The command prompt that the MOS CLI displays is defined using the variable named CLI$Prompt. By default this is a macro set to <Current$Dir> * to match the default prompt from MOS 2.2 onwards. The prompt can be changed to anything you like, and if it is set as a macro it can include variables that will be expanded when the prompt is displayed.

If you unset the CLI$Prompt variable, the system will revert to displaying the default prompt which is *.

Obey files

When an obey file is run with the obey command, the system will set the variable Obey$Dir to the directory that the obey file is located in. This can be used by the obey file to locate resources that it needs to run.

Time and date

MOS provides three system variables that expose the current real-time clock information. These are Sys$Date, Sys$Time and Sys$Year. The date variable is in the format of Day, n Mon. It is possible to set these variables, and the real-time clock should update accordingly. The exception to that is setting Sys$Date if the value cannot be interpreted as a valid date.

The real-time clock information can also be displayed and updated using the *time command

Hotkeys

Hotkey definitions are stored as system variables in the format Hotkey$n where n is a number from 1-12 equating to the F1-F12 keys on your keyboard. Hotkeys can also be defined using the *hotkey command.

Hotkey definitions support argument substitution. Any unused arguments are discarded.

If a hotkey definition is set as a macro variable (using SetMacro), then the system will expand the macro when the hotkey is pressed.

A hotkey definition that ends with a carriage return character (|M) will automatically press return when the hotkey is pressed. When used in a CLI this means the command will execute immediately. Hotkeys set using the *hotkey will automatically append a carriage return to the end of the command.

In MOS 3.0, whilst a hotkey variable can technically contain multiple lines, split by |M, the system will only use the first line of the variable, and the rest will be discarded. This limitation is due to how the MOS line editor works.

If you wish to create a hotkey that can run a sequence of commands then there are two options. Firstly you could create an obey file, and define a hotkey to run the obey file passing in all the arguments. Alternatively you could define a command alias that can run a sequence of commands, and define a hotkey to use that alias. Please note that both of these options are only really suitable for running multiple MOS commands, and cannot be used for multi-line input in other environments such as the BBC BASIC command line.
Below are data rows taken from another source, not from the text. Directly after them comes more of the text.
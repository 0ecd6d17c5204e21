// src/utils.rs
use anyhow::{Context, Result};

/// Parse a 1-based item list such as "1,3, 4" into 0-based indices.
pub fn parse_item_numbers(input: &str) -> Result<Vec<usize>> {
    input
        .split(',')
        .map(str::trim)
        .filter(|part| !part.is_empty())
        .map(parse_item_number)
        .collect()
}

/// Parse one 1-based item number into a 0-based index.
pub fn parse_item_number(input: &str) -> Result<usize> {
    let n: usize = input
        .trim()
        .parse()
        .with_context(|| format!("Not an item number: '{}'", input.trim()))?;
    if n == 0 {
        anyhow::bail!("Item numbers start at 1");
    }
    Ok(n - 1)
}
Support for multiple commands in a hotkey may be added in a future version of MOS.

System

As noted above, there are several "system" variables that MOS provides to give access to system information and control how MOS behaves.

Another two system variables are the Console variable and Keyboard. These are two special write-only variables that will turn on or disable "console mode", and set the current keyboard layout respectively. These variables are named to be compatible with earlier versions of MOS.

Return codes

When a command or program finishes running MOS will set a numeric variable Sys$ReturnCode to indicate the success or failure of the program. This variable is set to 0 if the program ran successfully, and to a non-zero value if the program reported an error.

The Try command can also be used to run a command and set a system variable Try$ReturnCode to the return code of that command. If an error occurred then a variable Try$Error will also be set to the error message. This can be useful in script files to check for errors and take appropriate action. Running commands without using the Try command inside a script file (executed using either exec or obey) that fail will cause the script to stop running. You can then use the if command to check the return code and take appropriate action.